There is a popular, fringe clothing maker that I love: Wicked Clothes. They have this shirt that I used to want with a skeleton sitting in a coffee cup that read: Death Before Decaf...
Turns out, that's a possibility for folks like me.
Turns out, I don't much care to be a skeleton in a coffee cup.
As I sat in my doctor's office, he told me that Starbucks made a decaf that was actually very good. "You won't know the difference," he assured me.
Lucky for me, Roger has a second job at Starbucks. That night, he brought me home a pound of Pike's Peak Decaf and a pour over ceramic. And friends, it was heaven. I tasted like coffee. It tasted like Jesus made it for me with His own two hands. It was hot, welcoming, and jitter free.
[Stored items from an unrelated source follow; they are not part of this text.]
//! Keyboard translation for both screens.

use crossterm::event::{KeyCode, KeyEvent, KeyModifiers};
use strictly_xo::Position;

/// Moves the board cursor one cell, stopping at the edges.
pub fn move_cursor(cursor: Position, key: KeyCode) -> Position {
    let (row, col) = (cursor.row(), cursor.col());
    let target = match key {
        KeyCode::Up => Position::at(row.wrapping_sub(1), col),
        KeyCode::Down => Position::at(row + 1, col),
        KeyCode::Left => Position::at(row, col.wrapping_sub(1)),
        KeyCode::Right => Position::at(row, col + 1),
        _ => None,
    };
    target.unwrap_or(cursor)
}

/// Maps digit keys 1-9 to board cells.
pub fn digit_cell(key: KeyCode) -> Option<Position> {
    match key {
        KeyCode::Char(c) => c
            .to_digit(10)
            .and_then(|d| (d as usize).checked_sub(1))
            .and_then(Position::from_index),
        _ => None,
    }
}

/// Whether the key asks to leave the program.
pub fn is_quit(key: &KeyEvent) -> bool {
    key.code == KeyCode::Char('c') && key.modifiers.contains(KeyModifiers::CONTROL)
}

#[cfg(test)]
mod tests {
    use super::*;

    #[test]
    fn test_cursor_stops_at_edges() {
        assert_eq!(move_cursor(Position::TopLeft, KeyCode::Up), Position::TopLeft);
        assert_eq!(move_cursor(Position::TopLeft, KeyCode::Left), Position::TopLeft);
        assert_eq!(move_cursor(Position::TopLeft, KeyCode::Right), Position::TopCenter);
        assert_eq!(move_cursor(Position::Center, KeyCode::Down), Position::BottomCenter);
        assert_eq!(move_cursor(Position::BottomRight, KeyCode::Down), Position::BottomRight);
    }

    #[test]
    fn test_digits_map_to_cells() {
        assert_eq!(digit_cell(KeyCode::Char('1')), Some(Position::TopLeft));
        assert_eq!(digit_cell(KeyCode::Char('5')), Some(Position::Center));
        assert_eq!(digit_cell(KeyCode::Char('9')), Some(Position::BottomRight));
        assert_eq!(digit_cell(KeyCode::Char('0')), None);
        assert_eq!(digit_cell(KeyCode::Char('x')), None);
    }
}
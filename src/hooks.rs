//! Presentation hooks: fire-and-forget notifications for render, audio
//! and celebration layers.

use crate::games::tictactoe::Mark;
use crate::scoreboard::RoundEnding;
use tokio::sync::mpsc;
use tracing::debug;

/// Observers of the move lifecycle. Nothing they do feeds back into the
/// coordinator.
pub trait PresentationHooks {
    /// A mark appeared on the board (local placement or bot reply).
    fn on_mark_placed(&self, index: usize, mark: Mark);

    /// The round continues; `active` moves next.
    fn on_turn_changed(&self, active: Mark);

    /// The round is over.
    fn on_round_ended(&self, ending: &RoundEnding);
}

/// Messages sent from the coordinator to the UI.
#[derive(Debug, Clone, PartialEq, Eq)]
pub enum GameEvent {
    /// Mark placed at a board index.
    MarkPlaced {
        /// Board index (0-8).
        index: usize,
        /// The mark.
        mark: Mark,
    },
    /// Turn passed.
    TurnChanged {
        /// Mark to move next.
        active: Mark,
    },
    /// Round ended.
    RoundEnded(RoundEnding),
}

impl PresentationHooks for mpsc::UnboundedSender<GameEvent> {
    fn on_mark_placed(&self, index: usize, mark: Mark) {
        notify(self, GameEvent::MarkPlaced { index, mark });
    }

    fn on_turn_changed(&self, active: Mark) {
        notify(self, GameEvent::TurnChanged { active });
    }

    fn on_round_ended(&self, ending: &RoundEnding) {
        notify(self, GameEvent::RoundEnded(ending.clone()));
    }
}

fn notify(tx: &mpsc::UnboundedSender<GameEvent>, event: GameEvent) {
    if let Err(e) = tx.send(event) {
        debug!(event = ?e.0, "No presentation listener");
    }
}

/// Hooks that ignore every notification.
#[derive(Debug, Clone, Copy, Default)]
pub struct NoopHooks;

impl PresentationHooks for NoopHooks {
    fn on_mark_placed(&self, _index: usize, _mark: Mark) {}

    fn on_turn_changed(&self, _active: Mark) {}

    fn on_round_ended(&self, _ending: &RoundEnding) {}
}
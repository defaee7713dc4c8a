//! Game rules for tic-tac-toe.
//!
//! Pure functions over a [`Board`](super::Board). The local referee uses
//! them to decide terminal states; the client never does, it trusts the
//! resolver's verdict.

pub mod draw;
pub mod win;

pub use draw::is_full;
pub use win::check_winner;
//! The authoritative move resolver: wire contract and implementations.

mod http;
mod referee;

pub use http::HttpResolver;
pub use referee::RefereeResolver;

use crate::games::tictactoe::{Board, Square};
use crate::mode::{Difficulty, GameMode};
use crate::scoreboard::Winner;
use derive_more::{Display, Error};
use serde::{Deserialize, Serialize};

/// Board snapshot sent for resolution.
#[derive(Debug, Clone, PartialEq, Eq, Serialize, Deserialize)]
pub struct MoveRequest {
    /// Full board after the optimistic placement.
    pub board: Board,
    /// Round mode.
    pub mode: GameMode,
    /// Bot strength; ignored in two-player rounds.
    pub level: Difficulty,
}

/// The resolver's verdict.
///
/// `board` is deliberately unsized here so a short or long snapshot reaches
/// reconciliation, where it is rejected as a shape error.
#[derive(Debug, Clone, PartialEq, Eq, Serialize, Deserialize)]
pub struct MoveResponse {
    /// Resulting board.
    pub board: Vec<Square>,
    /// Whether the round is over.
    #[serde(rename = "gameOver")]
    pub game_over: bool,
    /// Verdict when `game_over`; absent otherwise.
    #[serde(default)]
    pub winner: Option<Winner>,
}

impl MoveResponse {
    /// Round continues with `board`.
    pub fn open(board: &Board) -> Self {
        Self {
            board: board.squares().to_vec(),
            game_over: false,
            winner: None,
        }
    }

    /// Round ended on `board` with `winner`.
    pub fn terminal(board: &Board, winner: Winner) -> Self {
        Self {
            board: board.squares().to_vec(),
            game_over: true,
            winner: Some(winner),
        }
    }
}

/// Why a resolver exchange failed.
#[derive(Debug, Clone, PartialEq, Eq, Display)]
pub enum ResolveErrorKind {
    /// Connection or I/O failure.
    #[display("transport failure: {_0}")]
    Transport(String),
    /// No answer within the configured timeout.
    #[display("no answer within {_0} ms")]
    Timeout(u64),
    /// The service answered with a non-success status.
    #[display("service answered {status}: {body}")]
    Status {
        /// HTTP status code.
        status: u16,
        /// Response body.
        body: String,
    },
    /// The answer was not a valid response document.
    #[display("undecodable response: {_0}")]
    Decode(String),
}

/// A failed resolver exchange. Always recoverable.
#[derive(Debug, Clone, Display, Error)]
#[display("Resolver error: {} at {}:{}", kind, file, line)]
pub struct ResolveError {
    /// What went wrong.
    pub kind: ResolveErrorKind,
    /// Line number where error occurred.
    pub line: u32,
    /// Source file where error occurred.
    pub file: &'static str,
}

impl ResolveError {
    /// Creates a new resolver error with caller location tracking.
    #[track_caller]
    pub fn new(kind: ResolveErrorKind) -> Self {
        let loc = std::panic::Location::caller();
        Self {
            kind,
            line: loc.line(),
            file: loc.file(),
        }
    }
}

/// Authoritative move resolution. Strictly request/response.
///
/// Implementations must never retract marks. In two-player rounds they only
/// detect terminal states; against the bot they add exactly one O while the
/// round is still open.
#[async_trait::async_trait]
pub trait Resolver: Send + Sync {
    /// Resolves one move.
    async fn resolve(&self, request: &MoveRequest) -> Result<MoveResponse, ResolveError>;
}

#[cfg(test)]
mod tests {
    use super::*;
    use crate::games::tictactoe::Mark;

    #[test]
    fn test_request_wire_shape() {
        let mut board = Board::new();
        board.set(0, Square::Occupied(Mark::X)).unwrap();
        let request = MoveRequest {
            board,
            mode: GameMode::HumanVsAutomated,
            level: Difficulty::Easy,
        };

        let json = serde_json::to_value(&request).unwrap();
        assert_eq!(
            json,
            serde_json::json!({
                "board": ["X", "", "", "", "", "", "", "", ""],
                "mode": "ai",
                "level": "easy"
            })
        );
    }

    #[test]
    fn test_response_accepts_null_and_missing_winner() {
        let with_null: MoveResponse = serde_json::from_str(
            r#"{"board":["","","","","","","","",""],"winner":null,"gameOver":false}"#,
        )
        .unwrap();
        let without: MoveResponse =
            serde_json::from_str(r#"{"board":["X"],"gameOver":false}"#).unwrap();

        assert_eq!(with_null.winner, None);
        assert_eq!(without.board.len(), 1);
    }
}
//! HTTP resolver service.
//!
//! Exposes any [`Resolver`] over the `/api/move` contract so the terminal
//! client (or anything else speaking the wire format) can play against it.

use crate::resolver::{MoveRequest, MoveResponse, RefereeResolver, Resolver};
use axum::{
    Json, Router,
    extract::{State, rejection::JsonRejection},
    http::StatusCode,
    response::{IntoResponse, Response},
    routing::{get, post},
};
use serde::{Deserialize, Serialize};
use std::sync::Arc;
use tokio::net::TcpListener;
use tracing::{info, instrument, warn};

/// Error document returned for every failed request.
#[derive(Debug, Clone, PartialEq, Eq, Serialize, Deserialize)]
pub struct ErrorBody {
    /// What went wrong.
    pub error: String,
}

/// A failed request with its status.
#[derive(Debug)]
struct ApiError {
    status: StatusCode,
    message: String,
}

impl IntoResponse for ApiError {
    fn into_response(self) -> Response {
        (
            self.status,
            Json(ErrorBody {
                error: self.message,
            }),
        )
            .into_response()
    }
}

/// Builds the router around `resolver`.
pub fn router(resolver: Arc<dyn Resolver>) -> Router {
    Router::new()
        .route("/api/move", post(resolve_move))
        .route("/health", get(health))
        .with_state(resolver)
}

/// Router backed by the local referee.
pub fn referee_router() -> Router {
    router(Arc::new(RefereeResolver::new()))
}

/// Binds `host:port` and serves the referee until the process stops.
///
/// # Errors
///
/// Returns an error if the address cannot be bound or the server fails.
#[instrument]
pub async fn serve(host: String, port: u16) -> std::io::Result<()> {
    let listener = TcpListener::bind((host.as_str(), port)).await?;
    info!(addr = %listener.local_addr()?, "Resolver service listening");
    serve_on(listener).await
}

/// Serves the referee on an already bound listener.
pub async fn serve_on(listener: TcpListener) -> std::io::Result<()> {
    axum::serve(listener, referee_router()).await
}

#[instrument(skip_all)]
async fn resolve_move(
    State(resolver): State<Arc<dyn Resolver>>,
    payload: Result<Json<MoveRequest>, JsonRejection>,
) -> Result<Json<MoveResponse>, ApiError> {
    let Json(request) = payload.map_err(|rejection| {
        warn!(error = %rejection.body_text(), "Rejected move request");
        ApiError {
            status: rejection.status(),
            message: rejection.body_text(),
        }
    })?;

    let response = resolver.resolve(&request).await.map_err(|e| {
        warn!(error = %e, "Resolver failed");
        ApiError {
            status: StatusCode::INTERNAL_SERVER_ERROR,
            message: e.to_string(),
        }
    })?;

    info!(
        mode = ?request.mode,
        game_over = response.game_over,
        winner = ?response.winner,
        "Move resolved"
    );
    Ok(Json(response))
}

async fn health() -> &'static str {
    "ok"
}

#[cfg(test)]
mod tests {
    use super::*;
    use crate::resolver::{ResolveError, ResolveErrorKind};
    use axum::body::Body;
    use axum::http::{Request, header};
    use tower::ServiceExt;

    async fn post_json(app: Router, body: &str) -> (StatusCode, serde_json::Value) {
        let response = app
            .oneshot(
                Request::post("/api/move")
                    .header(header::CONTENT_TYPE, "application/json")
                    .body(Body::from(body.to_string()))
                    .unwrap(),
            )
            .await
            .unwrap();
        let status = response.status();
        let bytes = axum::body::to_bytes(response.into_body(), usize::MAX)
            .await
            .unwrap();
        (status, serde_json::from_slice(&bytes).unwrap())
    }

    #[tokio::test]
    async fn test_bot_move_over_http() {
        let (status, json) = post_json(
            referee_router(),
            r#"{"board":["X","","","","","","","",""],"mode":"ai","level":"hard"}"#,
        )
        .await;

        assert_eq!(status, StatusCode::OK);
        assert_eq!(json["gameOver"], false);
        assert_eq!(json["board"][1], "O");
    }

    #[tokio::test]
    async fn test_two_player_win_detected() {
        let (status, json) = post_json(
            referee_router(),
            r#"{"board":["X","X","X","O","O","","","",""],"mode":"human","level":"easy"}"#,
        )
        .await;

        assert_eq!(status, StatusCode::OK);
        assert_eq!(json["gameOver"], true);
        assert_eq!(json["winner"], "X");
    }

    #[tokio::test]
    async fn test_malformed_request_is_client_error() {
        let (status, json) = post_json(
            referee_router(),
            r#"{"board":["X"],"mode":"ai","level":"hard"}"#,
        )
        .await;

        assert!(status.is_client_error());
        assert!(json["error"].is_string());
    }

    struct Broken;

    #[async_trait::async_trait]
    impl Resolver for Broken {
        async fn resolve(&self, _request: &MoveRequest) -> Result<MoveResponse, ResolveError> {
            Err(ResolveError::new(ResolveErrorKind::Transport("engine down".into())))
        }
    }

    #[tokio::test]
    async fn test_resolver_failure_is_500() {
        let (status, json) = post_json(
            router(Arc::new(Broken)),
            r#"{"board":["","","","","","","","",""],"mode":"human","level":"hard"}"#,
        )
        .await;

        assert_eq!(status, StatusCode::INTERNAL_SERVER_ERROR);
        assert!(json["error"].as_str().unwrap().contains("engine down"));
    }

    #[tokio::test]
    async fn test_health() {
        let response = referee_router()
            .oneshot(Request::get("/health").body(Body::empty()).unwrap())
            .await
            .unwrap();
        assert_eq!(response.status(), StatusCode::OK);
    }
}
I am now willing to wager that my decaf coffee is better than the coffee I had before that often left me so jittery that my hands refused to do a thing for me.
So, to all you caffeinated coffee snobs, I am telling you right now, you're pretending. Your love for coffee is fake. You only THINK you love coffee. Because when you can find it within your loving, open heart to embrace the disfranchised, the coffee that suffers so much harsh criticism and judgement, then you are true lover of coffee.
Yeah, that's right.
I said it.
My love for coffee is pure and true.
Coffee and I have faced our struggle and won the battle. We are still one, coffee and I. Forever and always.